A long stretch of road ahead to illustrate looking to the future

 

Again, consider that the story even mentions that “Jesus looked at [the man] and loved him.” Rather than expressing hate against the rich, I want to try and understand them. Societal, systemic change begins with understanding.

I do believe that massive amounts of wealth (billionaire status especially) does something negative to the soul of its possessors when they are an exception in their society—when so many around them have so much less. It must be damaging to have to tranquilize one’s conscience in these cases.

Wealth exercises a stronghold on its possessor, one rooted in fear. Our society is a system of manufactured scarcity: a reality has been created where there is not enough for everyone. This leads to anxiety and a fear of going without, and this fear drives endless efforts of accumulation, too often at someone else’s expense. That drive to accumulate in turn leads to holding more than we need for fear that at some time in the future we may go without. Eventually, wealth-hoarding must be protected against  others who have much less, typically through violence. This whole system is violent.

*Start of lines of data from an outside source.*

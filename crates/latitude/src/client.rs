//! Blocking HTTP client for the Latitude.sh API.
//!
//! [`Client`] implements [`reconcile::RemoteApi`], so the reconciliation
//! engine can drive real resources through it. Every request carries the
//! bearer token and a `User-Agent` naming this crate.

use std::time::Duration;

use ureq::http::Response;
use ureq::typestate::WithBody;
use ureq::{Body, RequestBuilder};

use reconcile::{ApiResult, Filter, ProviderRequest, RemoteApi, RemoteObject};

use crate::envelope;
use crate::error::{Error, Result};
use crate::retry::{RetryConfig, with_retry};

/// Default API endpoint.
pub const DEFAULT_API_URL: &str = "https://api.latitude.sh";

/// Token sent when none is configured
///
/// Requests are still attempted; the API answers with an authorization error.
pub const PLACEHOLDER_TOKEN: &str = " ";

/// Default timeout for a whole request.
const DEFAULT_TIMEOUT: Duration = Duration::from_secs(60);

const USER_AGENT: &str = concat!("latitude-provider/", env!("CARGO_PKG_VERSION"));

/// Latitude.sh API client.
///
/// # Example
///
/// ```no_run
/// use latitude::Client;
/// use reconcile::{Filter, RemoteApi};
///
/// let client = Client::new("my-token");
/// let plans = client.list("plans", &Filter::new().with("filter[slug]", "c2-small")).unwrap();
/// println!("Found {} plans", plans.len());
/// ```
pub struct Client {
    /// HTTP agent for requests.
    agent: ureq::Agent,
    /// API base URL, without trailing slash.
    api_base: String,
    token: String,
    retry: RetryConfig,
}

impl std::fmt::Debug for Client {
    fn fmt(&self, f: &mut std::fmt::Formatter<'_>) -> std::fmt::Result {
        f.debug_struct("Client")
            .field("api_base", &self.api_base)
            .field("authenticated", &self.is_authenticated())
            .finish_non_exhaustive()
    }
}

impl Client {
    /// Create a client for the public API.
    ///
    /// An empty token is replaced by [`PLACEHOLDER_TOKEN`].
    #[must_use]
    pub fn new(token: impl Into<String>) -> Self {
        let token = token.into();
        let token = if token.trim().is_empty() {
            PLACEHOLDER_TOKEN.to_string()
        } else {
            token
        };

        let config = ureq::Agent::config_builder()
            .timeout_global(Some(DEFAULT_TIMEOUT))
            .http_status_as_error(false)
            .build();

        Self {
            agent: ureq::Agent::new_with_config(config),
            api_base: DEFAULT_API_URL.to_string(),
            token,
            retry: RetryConfig::default(),
        }
    }

    /// Use a different API base (staging, tests).
    #[must_use]
    pub fn with_api_base(mut self, api_base: impl Into<String>) -> Self {
        self.api_base = api_base.into().trim_end_matches('/').to_string();
        self
    }

    /// Override the retry policy for idempotent calls.
    #[must_use]
    pub fn with_retry(mut self, retry: RetryConfig) -> Self {
        self.retry = retry;
        self
    }

    /// Get the current API base URL.
    #[must_use]
    pub fn api_base(&self) -> &str {
        &self.api_base
    }

    /// Whether a real token was configured
    pub fn is_authenticated(&self) -> bool {
        self.token != PLACEHOLDER_TOKEN
    }

    fn authorization(&self) -> String {
        format!("Bearer {}", self.token)
    }

    fn collection_url(&self, collection: &str) -> String {
        format!("{}/{}", self.api_base, collection.trim_matches('/'))
    }

    fn object_url(&self, collection: &str, id: &str) -> String {
        format!("{}/{}", self.collection_url(collection), id)
    }

    /// Read the body of a response, turning error statuses into errors
    fn finish(url: &str, mut response: Response<Body>) -> Result<String> {
        let status = response.status().as_u16();
        let body = response.body_mut().read_to_string()?;
        log::debug!("{url}: HTTP {status}");

        if (200..300).contains(&status) {
            Ok(body)
        } else {
            Err(Error::from_status(status, url, envelope::error_message(&body)))
        }
    }

    fn get_json(&self, url: &str, filter: &Filter) -> Result<String> {
        let mut request = self
            .agent
            .get(url)
            .header("User-Agent", USER_AGENT)
            .header("Accept", "application/vnd.api+json")
            .header("Authorization", self.authorization());
        for (key, value) in filter.terms() {
            request = request.query(key, value);
        }
        let response = request.call()?;
        Self::finish(url, response)
    }

    fn send_json(
        &self,
        builder: RequestBuilder<WithBody>,
        url: &str,
        request: &ProviderRequest,
    ) -> Result<String> {
        let body = envelope::request_body(request);
        let response = builder
            .header("User-Agent", USER_AGENT)
            .header("Accept", "application/vnd.api+json")
            .header("Content-Type", "application/vnd.api+json")
            .header("Authorization", self.authorization())
            .send_json(&body)?;
        Self::finish(url, response)
    }

    /// Fetch one object.
    pub fn fetch(&self, collection: &str, id: &str) -> Result<RemoteObject> {
        let url = self.object_url(collection, id);
        let body = with_retry(&self.retry, &url, || self.get_json(&url, &Filter::new()))?;
        envelope::parse_object(&body)
    }

    /// List a collection with filter terms sent as query parameters.
    pub fn fetch_all(&self, collection: &str, filter: &Filter) -> Result<Vec<RemoteObject>> {
        let url = self.collection_url(collection);
        let body = with_retry(&self.retry, &url, || self.get_json(&url, filter))?;
        envelope::parse_list(&body)
    }

    /// Create an object.
    pub fn post(&self, collection: &str, request: &ProviderRequest) -> Result<RemoteObject> {
        let url = self.collection_url(collection);
        let body = self.send_json(self.agent.post(&url), &url, request)?;
        envelope::parse_object(&body)
    }

    /// Update an object.
    ///
    /// Some endpoints answer an update with an empty body; the caller
    /// re-reads in that case, so an empty attribute set is returned.
    pub fn patch(
        &self,
        collection: &str,
        id: &str,
        request: &ProviderRequest,
    ) -> Result<RemoteObject> {
        let url = self.object_url(collection, id);
        let body = self.send_json(self.agent.patch(&url), &url, request)?;
        if body.trim().is_empty() {
            return Ok(RemoteObject::new(id, serde_json::Map::new()));
        }
        envelope::parse_object(&body)
    }

    /// Delete an object.
    pub fn remove(&self, collection: &str, id: &str) -> Result<()> {
        let url = self.object_url(collection, id);
        with_retry(&self.retry, &url, || {
            let response = self
                .agent
                .delete(&url)
                .header("User-Agent", USER_AGENT)
                .header("Authorization", self.authorization())
                .call()?;
            Self::finish(&url, response).map(|_| ())
        })
    }
}

impl RemoteApi for Client {
    fn create(&self, collection: &str, request: &ProviderRequest) -> ApiResult<RemoteObject> {
        Ok(self.post(collection, request)?)
    }

    fn get(&self, collection: &str, id: &str) -> ApiResult<RemoteObject> {
        Ok(self.fetch(collection, id)?)
    }

    fn update(
        &self,
        collection: &str,
        id: &str,
        request: &ProviderRequest,
    ) -> ApiResult<RemoteObject> {
        Ok(self.patch(collection, id, request)?)
    }

    fn delete(&self, collection: &str, id: &str) -> ApiResult<()> {
        Ok(self.remove(collection, id)?)
    }

    fn list(&self, collection: &str, filter: &Filter) -> ApiResult<Vec<RemoteObject>> {
        Ok(self.fetch_all(collection, filter)?)
    }
}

Within such a system of manufactured scarcity, too many people solve the scarcity problem, but only for themselves: to hell with everyone else. Jesus offered an alternative in his own society that I believe we should consider today. He called people to form communities where members pooled resources and all worked to ensure everyone in the community was taken care of. From his very first call to disciples to leave their fishing nets and follow him, Jesus called people away from individualistic solutions to scarcity—whether that scarcity was natural or manipulated—toward communal solutions.

Yet it’s not easy to get free of the fear of going without that drives the hoarding of wealth. In our story, Jesus talks about camels having an easier time getting through the eyes of needles. The camel/needle illustration has a long history of being softened. Greek scribes or copyists exchanged the word camel (kamelon in the Greek) for the word rope, implying that the task wasn’t impossible if one trimmed a rope just a bit. They and the communities that followed them also created the fiction that the “needle” Jesus referenced was a narrow gate or pass in Jerusalem that was hard, but not impossible, for camels to go through. This was completely untrue, but softened the illustration.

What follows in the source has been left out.